Imputer

class atom.data_cleaning.Imputer(strat_num="drop", strat_cat="drop", max_nan_rows=None, max_nan_cols=None, device="cpu", engine="sklearn", verbose=0, logger=None)[source]

Handle missing values in the data.

Impute or remove missing values according to the selected strategy. Also removes rows and columns with too many missing values. Use the missing attribute to customize what are considered "missing values".

This class can be accessed from atom through the impute method. Read more in the user guide.

Parameters

strat_num: str, int or float, default="drop"

Imputing strategy for numerical columns. Choose from:

"drop": Drop rows containing missing values.
"mean": Impute with mean of column.
"median": Impute with median of column.
"knn": Impute using a K-Nearest Neighbors approach.
"most_frequent": Impute with most frequent value.
int or float: Impute with provided numerical value.

strat_cat: str, default="drop"

Imputing strategy for categorical columns. Choose from:

"drop": Drop rows containing missing values.
"most_frequent": Impute with most frequent value.
str: Impute with provided string.

max_nan_rows: int, float or None, default=None

Maximum number or fraction of missing values in a row (if more, the row is removed). If None, ignore this step.

max_nan_cols: int, float or None, default=None

Maximum number or fraction of missing values in a column (if more, the column is removed). If None, ignore this step.

device: str, default="cpu"

Device on which to train the estimators. Use any string that follows the SYCL_DEVICE_FILTER filter selector, e.g. device="gpu" to use the GPU. Read more in the user guide.

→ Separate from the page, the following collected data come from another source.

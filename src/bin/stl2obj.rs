//! Command-line STL to OBJ converter.
//!
//! ```text
//! stl2obj part.stl                    # writes part.obj
//! stl2obj part.stl out.obj --tolerance 1e-6
//! RUST_LOG=stl2obj=debug stl2obj part.stl
//! ```

use std::path::PathBuf;
use std::process::ExitCode;

use clap::Parser;
use stl2obj::convert::default_output_path;
use stl2obj::mesh::WeldParams;
use stl2obj::ConvertStlToObj;
use tracing::error;
use tracing_subscriber::EnvFilter;

/// Directives used when `RUST_LOG` is unset, empty, or unparsable.
const DEFAULT_LOG_DIRECTIVES: &str = "warn,stl2obj=info";

#[derive(Debug, Parser)]
#[command(version, about = "Convert an STL mesh into an OBJ mesh with shared vertices")]
struct Args {
    /// Input STL file (binary or ASCII).
    input: PathBuf,

    /// Output OBJ file. Defaults to the input path with an `.obj` extension.
    output: Option<PathBuf>,

    /// Squared distance at or below which two corners are merged.
    #[arg(
        long,
        default_value_t = stl2obj::math::MERGE_TOLERANCE_SQUARED,
        value_parser = parse_tolerance
    )]
    tolerance: f64,
}

/// Accepts finite, non-negative squared distances only.
fn parse_tolerance(text: &str) -> Result<f64, String> {
    let value: f64 = text
        .trim()
        .parse()
        .map_err(|err| format!("`{text}` is not a number: {err}"))?;
    if !value.is_finite() {
        return Err(format!("tolerance must be finite, got `{text}`"));
    }
    if value < 0.0 {
        return Err(format!("tolerance must not be negative, got `{text}`"));
    }
    Ok(value)
}

/// `RUST_LOG` replaces the defaults entirely, so it can raise or lower any level.
fn log_filter(directives: Option<&str>) -> EnvFilter {
    directives
        .filter(|d| !d.trim().is_empty())
        .and_then(|d| EnvFilter::try_new(d).ok())
        .unwrap_or_else(|| EnvFilter::new(DEFAULT_LOG_DIRECTIVES))
}

fn main() -> ExitCode {
    let directives = std::env::var(EnvFilter::DEFAULT_ENV).ok();
    tracing_subscriber::fmt()
        .with_env_filter(log_filter(directives.as_deref()))
        .init();

    let args = Args::parse();
    let output = args
        .output
        .unwrap_or_else(|| default_output_path(&args.input));
    let params = WeldParams {
        tolerance_squared: args.tolerance,
    };

    match ConvertStlToObj::new(&args.input, output, params).execute() {
        Ok(_) => ExitCode::SUCCESS,
        Err(err) => {
            error!("{err}");
            ExitCode::FAILURE
        }
    }
}
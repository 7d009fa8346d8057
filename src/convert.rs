use std::path::{Path, PathBuf};
use std::time::{Duration, Instant};

use tracing::{debug, info};

use crate::error::Result;
use crate::io::{save_obj, StlReader};
use crate::math::Point3;
use crate::mesh::{WeldParams, WeldSoup};

/// Summary of a finished conversion.
#[derive(Debug, Clone, Copy, PartialEq)]
pub struct ConversionReport {
    /// Triangles read from the input.
    pub triangles: usize,
    /// Corners read from the input, before merging.
    pub corners: usize,
    /// Vertices written to the output, after merging.
    pub vertices: usize,
    /// Axis-aligned `(min, max)` corners of the output, `None` when empty.
    pub bounds: Option<(Point3, Point3)>,
    /// Wall-clock time spent reading and welding.
    pub elapsed: Duration,
}

/// Converts an STL file into an OBJ file with shared vertices.
pub struct ConvertStlToObj {
    input: PathBuf,
    output: PathBuf,
    params: WeldParams,
}

impl ConvertStlToObj {
    /// Creates a new `ConvertStlToObj` operation.
    #[must_use]
    pub fn new(input: impl Into<PathBuf>, output: impl Into<PathBuf>, params: WeldParams) -> Self {
        Self {
            input: input.into(),
            output: output.into(),
            params,
        }
    }

    /// Input path.
    #[must_use]
    pub fn input(&self) -> &Path {
        &self.input
    }

    /// Output path.
    #[must_use]
    pub fn output(&self) -> &Path {
        &self.output
    }

    /// Executes the conversion.
    ///
    /// The whole input is read and welded before the output is created, so a
    /// read error leaves no output file behind.
    ///
    /// # Errors
    ///
    /// Returns an error if the input cannot be read or parsed, or the output
    /// cannot be written.
    pub fn execute(&self) -> Result<ConversionReport> {
        let start = Instant::now();

        let reader = StlReader::open(&self.input)?;
        debug!(
            path = %self.input.display(),
            format = ?reader.format(),
            triangles = ?reader.triangle_count_hint(),
            "reading STL"
        );

        let (mesh, stats) = WeldSoup::new(self.params).execute(reader)?;
        let elapsed = start.elapsed();

        info!(
            "Points reduced from {} to {} after merging",
            stats.corners, stats.vertices
        );
        info!(
            "Finished reading STL in {:.3} seconds",
            elapsed.as_secs_f64()
        );

        let bounds = mesh.bounds();
        if let Some((min, max)) = bounds {
            debug!(
                min = ?[min.x, min.y, min.z],
                max = ?[max.x, max.y, max.z],
                "mesh bounds"
            );
        }

        save_obj(&mesh, &self.output)?;
        info!(path = %self.output.display(), faces = mesh.face_count(), "wrote OBJ");

        Ok(ConversionReport {
            triangles: stats.triangles,
            corners: stats.corners,
            vertices: stats.vertices,
            bounds,
            elapsed,
        })
    }
}

/// Default output path for `input`: the same path with an `.obj` extension.
#[must_use]
pub fn default_output_path(input: &Path) -> PathBuf {
    input.with_extension("obj")
}
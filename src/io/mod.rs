//! Mesh file formats at either end of the conversion.
//!
//! A [`SoupSource`] yields raw triangles one at a time; an
//! [`IndexedMeshSink`] receives the finished shared-vertex mesh.

mod obj;
mod stl;

pub use obj::{save_obj, ObjWriter};
pub use stl::{StlFormat, StlReader};

use crate::error::{ReadError, WriteError};
use crate::mesh::{IndexedMesh, Triangle};

/// A lazy sequence of triangle-soup triangles.
///
/// The sequence ends at end of input. A malformed input yields a single
/// `Err` after which the source is exhausted.
pub trait SoupSource: Iterator<Item = Result<Triangle, ReadError>> {}

impl<T> SoupSource for T where T: Iterator<Item = Result<Triangle, ReadError>> {}

/// Consumer of a finished indexed mesh.
pub trait IndexedMeshSink {
    /// Serializes `mesh`.
    ///
    /// # Errors
    ///
    /// Returns an error if the mesh references missing vertices or the
    /// underlying writer fails.
    fn write_mesh(&mut self, mesh: &IndexedMesh) -> Result<(), WriteError>;
}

engine: str, default="sklearn"

Execution engine to use for the estimators. Refer to the user guide for an explanation regarding every choice. Choose from:

"sklearn" (only if device="cpu")
"cuml" (only if device="gpu")

verbose: int, default=0

Verbosity level of the class. Choose from:

0 to not print anything.
1 to print basic information.
2 to print detailed information.

logger: str, Logger or None, default=None

If None: Doesn't save a logging file.
If str: Name of the log file. Use "auto" for automatic naming.
Else: Python logging.Logger instance.

Attributes

missing: list

Values that are considered "missing". Default values are: "", "?", "NA", "nan", "NaN", "none", "None", "inf", "-inf". Note that None, NaN, +inf and -inf are always considered missing since they are incompatible with sklearn estimators.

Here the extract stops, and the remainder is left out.